[Collected data entries]
--*--
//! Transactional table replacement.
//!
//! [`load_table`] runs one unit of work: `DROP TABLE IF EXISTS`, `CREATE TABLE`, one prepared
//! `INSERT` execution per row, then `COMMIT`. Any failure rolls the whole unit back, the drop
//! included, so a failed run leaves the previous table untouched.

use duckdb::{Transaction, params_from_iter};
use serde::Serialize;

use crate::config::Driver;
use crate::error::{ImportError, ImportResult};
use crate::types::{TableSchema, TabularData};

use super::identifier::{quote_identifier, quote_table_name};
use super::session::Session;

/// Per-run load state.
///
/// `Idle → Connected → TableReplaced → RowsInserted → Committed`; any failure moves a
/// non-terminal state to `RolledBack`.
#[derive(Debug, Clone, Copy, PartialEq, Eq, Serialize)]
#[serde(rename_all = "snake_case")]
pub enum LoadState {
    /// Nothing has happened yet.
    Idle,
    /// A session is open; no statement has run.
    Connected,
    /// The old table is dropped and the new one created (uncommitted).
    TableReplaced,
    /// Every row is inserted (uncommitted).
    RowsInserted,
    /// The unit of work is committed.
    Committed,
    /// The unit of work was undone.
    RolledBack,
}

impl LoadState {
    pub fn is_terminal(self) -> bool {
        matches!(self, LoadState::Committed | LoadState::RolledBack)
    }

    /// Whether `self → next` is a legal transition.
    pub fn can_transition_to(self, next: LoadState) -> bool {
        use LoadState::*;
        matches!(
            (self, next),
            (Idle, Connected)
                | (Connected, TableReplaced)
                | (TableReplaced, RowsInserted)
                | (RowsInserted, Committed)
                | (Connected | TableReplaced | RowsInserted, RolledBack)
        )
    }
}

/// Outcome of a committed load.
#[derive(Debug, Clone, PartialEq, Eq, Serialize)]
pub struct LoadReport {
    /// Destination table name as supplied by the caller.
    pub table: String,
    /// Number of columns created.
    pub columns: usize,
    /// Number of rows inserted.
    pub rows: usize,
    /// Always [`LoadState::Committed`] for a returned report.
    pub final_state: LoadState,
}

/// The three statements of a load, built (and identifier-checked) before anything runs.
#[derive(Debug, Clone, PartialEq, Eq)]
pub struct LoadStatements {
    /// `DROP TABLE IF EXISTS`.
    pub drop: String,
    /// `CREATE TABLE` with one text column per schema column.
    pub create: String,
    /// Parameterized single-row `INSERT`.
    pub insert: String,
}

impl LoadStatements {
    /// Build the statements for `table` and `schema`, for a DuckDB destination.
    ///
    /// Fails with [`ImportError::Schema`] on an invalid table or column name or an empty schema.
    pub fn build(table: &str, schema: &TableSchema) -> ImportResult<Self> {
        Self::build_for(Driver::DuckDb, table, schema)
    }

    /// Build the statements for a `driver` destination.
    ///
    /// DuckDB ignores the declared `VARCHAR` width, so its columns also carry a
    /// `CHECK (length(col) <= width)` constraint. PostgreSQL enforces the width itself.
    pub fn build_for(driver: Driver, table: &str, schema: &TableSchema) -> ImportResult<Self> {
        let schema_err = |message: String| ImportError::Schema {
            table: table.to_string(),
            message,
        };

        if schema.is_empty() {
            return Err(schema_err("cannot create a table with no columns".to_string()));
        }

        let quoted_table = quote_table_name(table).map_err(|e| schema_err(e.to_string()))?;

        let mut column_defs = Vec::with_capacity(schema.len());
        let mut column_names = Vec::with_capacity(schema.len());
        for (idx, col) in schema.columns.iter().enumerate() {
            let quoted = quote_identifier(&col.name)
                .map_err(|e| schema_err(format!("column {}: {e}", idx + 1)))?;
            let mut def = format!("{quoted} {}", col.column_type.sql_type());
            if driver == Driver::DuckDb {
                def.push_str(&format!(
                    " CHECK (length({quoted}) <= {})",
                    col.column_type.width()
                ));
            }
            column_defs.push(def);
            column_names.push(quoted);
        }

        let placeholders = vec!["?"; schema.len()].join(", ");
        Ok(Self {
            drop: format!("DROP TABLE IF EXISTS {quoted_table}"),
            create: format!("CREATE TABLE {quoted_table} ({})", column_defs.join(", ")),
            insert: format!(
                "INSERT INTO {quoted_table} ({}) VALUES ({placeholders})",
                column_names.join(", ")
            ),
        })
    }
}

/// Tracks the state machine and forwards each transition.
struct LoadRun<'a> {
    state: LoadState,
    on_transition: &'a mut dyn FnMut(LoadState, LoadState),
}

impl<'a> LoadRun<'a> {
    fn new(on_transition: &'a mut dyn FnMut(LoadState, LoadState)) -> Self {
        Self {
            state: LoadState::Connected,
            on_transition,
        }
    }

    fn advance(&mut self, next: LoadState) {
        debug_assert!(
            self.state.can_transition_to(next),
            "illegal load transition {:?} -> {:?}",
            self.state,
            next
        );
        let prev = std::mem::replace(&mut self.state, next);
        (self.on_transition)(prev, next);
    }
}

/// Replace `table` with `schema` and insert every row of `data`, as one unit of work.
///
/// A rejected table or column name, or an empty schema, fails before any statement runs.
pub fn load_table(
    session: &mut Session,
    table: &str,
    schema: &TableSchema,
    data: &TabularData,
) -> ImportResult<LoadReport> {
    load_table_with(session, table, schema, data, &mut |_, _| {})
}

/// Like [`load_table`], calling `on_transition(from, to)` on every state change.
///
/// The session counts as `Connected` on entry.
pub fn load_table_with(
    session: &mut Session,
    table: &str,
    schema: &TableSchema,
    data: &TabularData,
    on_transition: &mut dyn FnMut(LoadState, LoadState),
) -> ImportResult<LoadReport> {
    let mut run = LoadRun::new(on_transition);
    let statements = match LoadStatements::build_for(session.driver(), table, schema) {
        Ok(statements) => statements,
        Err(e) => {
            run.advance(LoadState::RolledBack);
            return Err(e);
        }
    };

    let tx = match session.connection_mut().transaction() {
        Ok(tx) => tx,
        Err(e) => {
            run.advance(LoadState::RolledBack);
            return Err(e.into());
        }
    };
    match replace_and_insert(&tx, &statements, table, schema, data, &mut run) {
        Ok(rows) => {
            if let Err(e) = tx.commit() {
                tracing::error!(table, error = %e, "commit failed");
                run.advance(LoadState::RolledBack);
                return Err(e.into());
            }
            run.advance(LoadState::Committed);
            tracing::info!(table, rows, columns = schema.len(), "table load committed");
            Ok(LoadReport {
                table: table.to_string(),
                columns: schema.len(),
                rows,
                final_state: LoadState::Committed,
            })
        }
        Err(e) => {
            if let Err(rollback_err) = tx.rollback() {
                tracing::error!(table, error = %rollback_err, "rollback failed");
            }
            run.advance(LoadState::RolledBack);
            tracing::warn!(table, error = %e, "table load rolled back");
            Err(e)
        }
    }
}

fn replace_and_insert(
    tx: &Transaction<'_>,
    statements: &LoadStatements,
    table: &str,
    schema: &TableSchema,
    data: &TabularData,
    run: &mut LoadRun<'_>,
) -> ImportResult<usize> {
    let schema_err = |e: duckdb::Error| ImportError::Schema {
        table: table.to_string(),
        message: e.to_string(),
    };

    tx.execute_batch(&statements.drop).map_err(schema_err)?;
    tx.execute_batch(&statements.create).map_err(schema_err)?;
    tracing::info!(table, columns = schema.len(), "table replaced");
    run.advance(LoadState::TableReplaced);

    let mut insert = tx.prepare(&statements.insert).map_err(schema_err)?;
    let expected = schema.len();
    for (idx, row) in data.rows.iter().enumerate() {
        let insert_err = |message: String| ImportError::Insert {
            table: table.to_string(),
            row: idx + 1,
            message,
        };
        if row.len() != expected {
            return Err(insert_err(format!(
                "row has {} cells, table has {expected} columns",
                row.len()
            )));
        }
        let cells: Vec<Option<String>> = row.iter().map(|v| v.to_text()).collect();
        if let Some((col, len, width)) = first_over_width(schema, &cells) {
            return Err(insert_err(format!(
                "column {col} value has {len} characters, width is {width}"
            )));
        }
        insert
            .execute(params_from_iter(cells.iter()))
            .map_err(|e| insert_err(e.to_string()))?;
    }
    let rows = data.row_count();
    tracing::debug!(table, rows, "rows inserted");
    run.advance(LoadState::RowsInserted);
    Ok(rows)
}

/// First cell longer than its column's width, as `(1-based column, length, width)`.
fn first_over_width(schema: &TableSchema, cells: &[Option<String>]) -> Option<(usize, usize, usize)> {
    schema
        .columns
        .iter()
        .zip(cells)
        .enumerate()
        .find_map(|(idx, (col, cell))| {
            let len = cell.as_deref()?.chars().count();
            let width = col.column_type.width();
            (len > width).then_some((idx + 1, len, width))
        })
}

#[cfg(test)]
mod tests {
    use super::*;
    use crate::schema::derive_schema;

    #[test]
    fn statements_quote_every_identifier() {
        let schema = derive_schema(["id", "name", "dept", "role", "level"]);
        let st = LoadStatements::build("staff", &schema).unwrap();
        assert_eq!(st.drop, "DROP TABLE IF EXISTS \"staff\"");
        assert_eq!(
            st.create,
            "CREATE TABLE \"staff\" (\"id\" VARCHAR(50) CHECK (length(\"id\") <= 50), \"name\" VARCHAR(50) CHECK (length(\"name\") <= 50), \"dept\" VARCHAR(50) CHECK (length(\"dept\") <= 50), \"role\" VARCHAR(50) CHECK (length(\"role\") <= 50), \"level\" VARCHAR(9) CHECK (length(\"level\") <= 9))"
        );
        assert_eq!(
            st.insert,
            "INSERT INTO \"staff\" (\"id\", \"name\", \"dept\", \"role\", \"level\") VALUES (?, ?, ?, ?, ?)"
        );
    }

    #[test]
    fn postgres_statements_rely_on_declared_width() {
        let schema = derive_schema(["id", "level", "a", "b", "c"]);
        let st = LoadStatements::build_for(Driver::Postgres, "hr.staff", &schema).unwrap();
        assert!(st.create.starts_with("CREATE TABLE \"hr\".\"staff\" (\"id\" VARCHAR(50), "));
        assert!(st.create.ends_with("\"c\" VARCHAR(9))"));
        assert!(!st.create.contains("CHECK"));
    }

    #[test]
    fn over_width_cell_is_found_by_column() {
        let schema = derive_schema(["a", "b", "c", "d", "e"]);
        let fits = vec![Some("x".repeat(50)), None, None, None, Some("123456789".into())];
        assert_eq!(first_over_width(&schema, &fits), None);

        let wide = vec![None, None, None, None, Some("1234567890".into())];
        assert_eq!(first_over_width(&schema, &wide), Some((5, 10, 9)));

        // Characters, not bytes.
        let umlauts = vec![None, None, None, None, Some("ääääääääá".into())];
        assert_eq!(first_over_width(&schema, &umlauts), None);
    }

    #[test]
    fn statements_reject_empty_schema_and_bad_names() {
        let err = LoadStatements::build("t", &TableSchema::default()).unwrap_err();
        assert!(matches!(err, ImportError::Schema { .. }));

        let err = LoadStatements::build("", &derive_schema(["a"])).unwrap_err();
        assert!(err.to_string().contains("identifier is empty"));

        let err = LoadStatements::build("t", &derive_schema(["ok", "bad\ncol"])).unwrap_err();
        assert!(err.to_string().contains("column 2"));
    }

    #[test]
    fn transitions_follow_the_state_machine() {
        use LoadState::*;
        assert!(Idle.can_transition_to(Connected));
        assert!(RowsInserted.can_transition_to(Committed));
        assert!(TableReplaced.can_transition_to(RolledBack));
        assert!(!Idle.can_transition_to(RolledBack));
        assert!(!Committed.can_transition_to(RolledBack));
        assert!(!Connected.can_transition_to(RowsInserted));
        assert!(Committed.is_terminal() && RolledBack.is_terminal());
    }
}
--*--
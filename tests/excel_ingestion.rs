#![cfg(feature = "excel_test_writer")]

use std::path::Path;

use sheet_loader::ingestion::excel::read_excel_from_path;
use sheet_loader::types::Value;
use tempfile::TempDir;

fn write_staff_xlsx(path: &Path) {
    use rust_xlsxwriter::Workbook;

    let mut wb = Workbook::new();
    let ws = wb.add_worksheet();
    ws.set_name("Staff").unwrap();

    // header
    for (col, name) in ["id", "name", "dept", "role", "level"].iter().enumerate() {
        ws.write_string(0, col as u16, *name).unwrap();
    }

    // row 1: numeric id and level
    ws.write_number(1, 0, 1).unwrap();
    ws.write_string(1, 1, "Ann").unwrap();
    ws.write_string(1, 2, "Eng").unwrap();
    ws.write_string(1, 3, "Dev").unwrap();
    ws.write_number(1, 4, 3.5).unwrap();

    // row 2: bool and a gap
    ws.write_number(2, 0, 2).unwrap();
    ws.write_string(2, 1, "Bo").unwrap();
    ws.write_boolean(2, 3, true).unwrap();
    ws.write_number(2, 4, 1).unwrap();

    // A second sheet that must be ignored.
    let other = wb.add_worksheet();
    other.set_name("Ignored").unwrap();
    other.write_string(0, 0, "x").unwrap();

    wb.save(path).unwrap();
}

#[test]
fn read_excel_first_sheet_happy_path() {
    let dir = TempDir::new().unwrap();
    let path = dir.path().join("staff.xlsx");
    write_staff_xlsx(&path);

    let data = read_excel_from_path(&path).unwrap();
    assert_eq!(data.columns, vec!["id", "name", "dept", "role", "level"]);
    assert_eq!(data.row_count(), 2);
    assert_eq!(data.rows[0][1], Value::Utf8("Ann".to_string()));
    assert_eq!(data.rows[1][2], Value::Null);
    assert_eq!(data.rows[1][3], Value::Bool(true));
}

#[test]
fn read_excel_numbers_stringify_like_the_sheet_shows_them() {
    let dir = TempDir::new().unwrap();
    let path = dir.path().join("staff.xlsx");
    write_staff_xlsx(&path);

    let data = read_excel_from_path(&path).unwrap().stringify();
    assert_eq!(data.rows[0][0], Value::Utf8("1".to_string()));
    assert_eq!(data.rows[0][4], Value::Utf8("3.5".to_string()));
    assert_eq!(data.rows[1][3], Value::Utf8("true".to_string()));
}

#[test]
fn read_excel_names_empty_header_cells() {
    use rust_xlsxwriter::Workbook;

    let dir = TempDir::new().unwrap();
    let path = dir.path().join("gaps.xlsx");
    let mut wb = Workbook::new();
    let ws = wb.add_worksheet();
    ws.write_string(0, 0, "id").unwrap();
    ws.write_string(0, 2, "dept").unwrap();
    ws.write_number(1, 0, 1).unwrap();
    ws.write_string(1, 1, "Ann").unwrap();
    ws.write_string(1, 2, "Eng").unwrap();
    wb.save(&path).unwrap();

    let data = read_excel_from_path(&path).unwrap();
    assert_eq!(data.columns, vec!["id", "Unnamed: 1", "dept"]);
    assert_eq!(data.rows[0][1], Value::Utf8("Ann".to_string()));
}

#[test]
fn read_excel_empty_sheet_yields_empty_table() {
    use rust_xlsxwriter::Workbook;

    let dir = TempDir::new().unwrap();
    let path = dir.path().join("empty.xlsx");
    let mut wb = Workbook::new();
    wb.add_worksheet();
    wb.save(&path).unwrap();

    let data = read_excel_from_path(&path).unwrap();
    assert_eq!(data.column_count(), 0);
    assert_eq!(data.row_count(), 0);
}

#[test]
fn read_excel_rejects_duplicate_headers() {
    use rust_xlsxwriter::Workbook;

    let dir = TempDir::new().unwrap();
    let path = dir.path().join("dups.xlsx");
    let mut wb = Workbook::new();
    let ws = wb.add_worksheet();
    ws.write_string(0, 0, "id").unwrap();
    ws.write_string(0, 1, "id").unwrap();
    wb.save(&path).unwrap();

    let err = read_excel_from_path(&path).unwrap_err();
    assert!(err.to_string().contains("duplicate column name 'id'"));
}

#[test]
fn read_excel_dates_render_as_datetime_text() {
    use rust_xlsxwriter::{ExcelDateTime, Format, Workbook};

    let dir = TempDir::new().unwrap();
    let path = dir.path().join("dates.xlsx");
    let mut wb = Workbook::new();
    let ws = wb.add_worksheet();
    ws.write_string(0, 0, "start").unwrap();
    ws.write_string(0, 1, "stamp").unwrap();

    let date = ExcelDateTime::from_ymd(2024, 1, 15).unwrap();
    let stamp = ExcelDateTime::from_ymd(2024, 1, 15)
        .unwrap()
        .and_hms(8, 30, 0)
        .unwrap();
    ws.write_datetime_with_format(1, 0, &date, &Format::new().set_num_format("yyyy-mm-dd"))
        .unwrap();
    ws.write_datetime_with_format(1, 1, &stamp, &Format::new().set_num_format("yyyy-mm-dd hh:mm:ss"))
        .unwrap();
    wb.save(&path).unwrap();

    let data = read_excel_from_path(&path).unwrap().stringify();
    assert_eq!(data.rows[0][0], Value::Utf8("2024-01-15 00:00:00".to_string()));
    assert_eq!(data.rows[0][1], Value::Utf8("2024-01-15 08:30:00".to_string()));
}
--*--
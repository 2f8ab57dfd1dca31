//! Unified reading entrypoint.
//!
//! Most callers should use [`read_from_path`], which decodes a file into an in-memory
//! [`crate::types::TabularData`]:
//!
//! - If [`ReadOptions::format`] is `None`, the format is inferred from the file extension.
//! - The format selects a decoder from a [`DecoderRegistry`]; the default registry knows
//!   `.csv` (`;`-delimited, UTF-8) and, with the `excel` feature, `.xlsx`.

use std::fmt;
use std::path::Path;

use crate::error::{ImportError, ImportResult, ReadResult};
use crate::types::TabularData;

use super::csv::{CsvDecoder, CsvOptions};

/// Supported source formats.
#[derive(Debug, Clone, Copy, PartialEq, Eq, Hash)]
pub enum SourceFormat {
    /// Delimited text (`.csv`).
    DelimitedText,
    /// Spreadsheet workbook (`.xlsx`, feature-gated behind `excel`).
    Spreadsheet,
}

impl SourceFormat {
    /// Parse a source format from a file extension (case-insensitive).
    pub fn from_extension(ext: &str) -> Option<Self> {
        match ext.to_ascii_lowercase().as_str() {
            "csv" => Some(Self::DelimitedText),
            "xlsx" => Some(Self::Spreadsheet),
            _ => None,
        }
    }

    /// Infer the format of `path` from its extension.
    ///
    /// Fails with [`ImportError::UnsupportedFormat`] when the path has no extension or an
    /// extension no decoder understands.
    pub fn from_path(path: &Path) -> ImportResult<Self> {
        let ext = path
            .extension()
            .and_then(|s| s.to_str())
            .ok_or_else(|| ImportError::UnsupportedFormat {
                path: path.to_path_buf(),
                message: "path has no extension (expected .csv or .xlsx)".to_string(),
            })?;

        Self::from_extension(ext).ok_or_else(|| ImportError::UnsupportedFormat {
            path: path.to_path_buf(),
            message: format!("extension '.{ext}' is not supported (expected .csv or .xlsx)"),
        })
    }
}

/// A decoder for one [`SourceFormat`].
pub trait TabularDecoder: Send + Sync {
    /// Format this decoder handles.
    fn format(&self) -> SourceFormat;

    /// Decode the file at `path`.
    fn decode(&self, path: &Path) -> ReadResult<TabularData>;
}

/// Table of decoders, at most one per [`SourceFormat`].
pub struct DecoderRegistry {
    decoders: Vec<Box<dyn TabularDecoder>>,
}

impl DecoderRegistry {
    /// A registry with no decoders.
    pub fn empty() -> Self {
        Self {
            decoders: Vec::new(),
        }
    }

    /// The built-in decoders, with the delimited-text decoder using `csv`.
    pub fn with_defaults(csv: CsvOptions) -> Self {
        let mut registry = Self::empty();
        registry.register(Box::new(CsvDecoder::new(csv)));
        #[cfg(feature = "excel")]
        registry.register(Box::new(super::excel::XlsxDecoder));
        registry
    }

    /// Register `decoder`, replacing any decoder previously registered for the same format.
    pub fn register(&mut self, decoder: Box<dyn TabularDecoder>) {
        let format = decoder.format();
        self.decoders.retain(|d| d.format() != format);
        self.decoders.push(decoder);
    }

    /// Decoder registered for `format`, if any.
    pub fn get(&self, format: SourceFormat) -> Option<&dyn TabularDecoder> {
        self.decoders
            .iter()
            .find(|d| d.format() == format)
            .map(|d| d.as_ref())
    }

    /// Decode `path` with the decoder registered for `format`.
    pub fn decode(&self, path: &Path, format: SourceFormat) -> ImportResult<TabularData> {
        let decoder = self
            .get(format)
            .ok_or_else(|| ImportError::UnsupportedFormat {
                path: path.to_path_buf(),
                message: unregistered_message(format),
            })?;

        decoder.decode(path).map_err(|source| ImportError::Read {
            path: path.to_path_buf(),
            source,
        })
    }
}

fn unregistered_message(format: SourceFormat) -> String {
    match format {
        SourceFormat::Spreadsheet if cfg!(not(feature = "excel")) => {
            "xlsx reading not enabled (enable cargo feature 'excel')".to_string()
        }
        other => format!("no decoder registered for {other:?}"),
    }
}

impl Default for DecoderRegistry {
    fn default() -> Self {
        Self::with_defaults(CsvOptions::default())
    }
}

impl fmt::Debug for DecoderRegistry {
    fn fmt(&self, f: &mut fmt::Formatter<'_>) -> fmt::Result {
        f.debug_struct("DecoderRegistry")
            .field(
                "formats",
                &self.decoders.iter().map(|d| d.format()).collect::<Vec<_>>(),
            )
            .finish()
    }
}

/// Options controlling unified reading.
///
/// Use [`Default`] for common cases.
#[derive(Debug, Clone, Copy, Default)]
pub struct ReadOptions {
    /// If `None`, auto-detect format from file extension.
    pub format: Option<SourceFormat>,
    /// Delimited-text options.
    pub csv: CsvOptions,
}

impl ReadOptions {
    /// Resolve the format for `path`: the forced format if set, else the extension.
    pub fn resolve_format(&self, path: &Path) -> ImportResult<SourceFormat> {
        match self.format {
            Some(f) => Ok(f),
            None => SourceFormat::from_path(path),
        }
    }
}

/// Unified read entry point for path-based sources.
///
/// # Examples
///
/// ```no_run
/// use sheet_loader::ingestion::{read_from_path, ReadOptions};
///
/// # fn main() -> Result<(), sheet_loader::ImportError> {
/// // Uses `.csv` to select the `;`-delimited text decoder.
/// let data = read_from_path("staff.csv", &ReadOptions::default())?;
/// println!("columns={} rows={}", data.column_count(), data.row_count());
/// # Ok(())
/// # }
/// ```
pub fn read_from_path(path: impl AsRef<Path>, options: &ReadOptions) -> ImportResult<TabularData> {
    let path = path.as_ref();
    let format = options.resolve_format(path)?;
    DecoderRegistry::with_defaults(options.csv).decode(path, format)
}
--*--
What the task asks - Return all lines from the data that include the string "Serialize".

Response to the exercise -
use serde::Serialize;
#[derive(Debug, Clone, Copy, PartialEq, Eq, Serialize)]
#[derive(Debug, Clone, PartialEq, Eq, Serialize)]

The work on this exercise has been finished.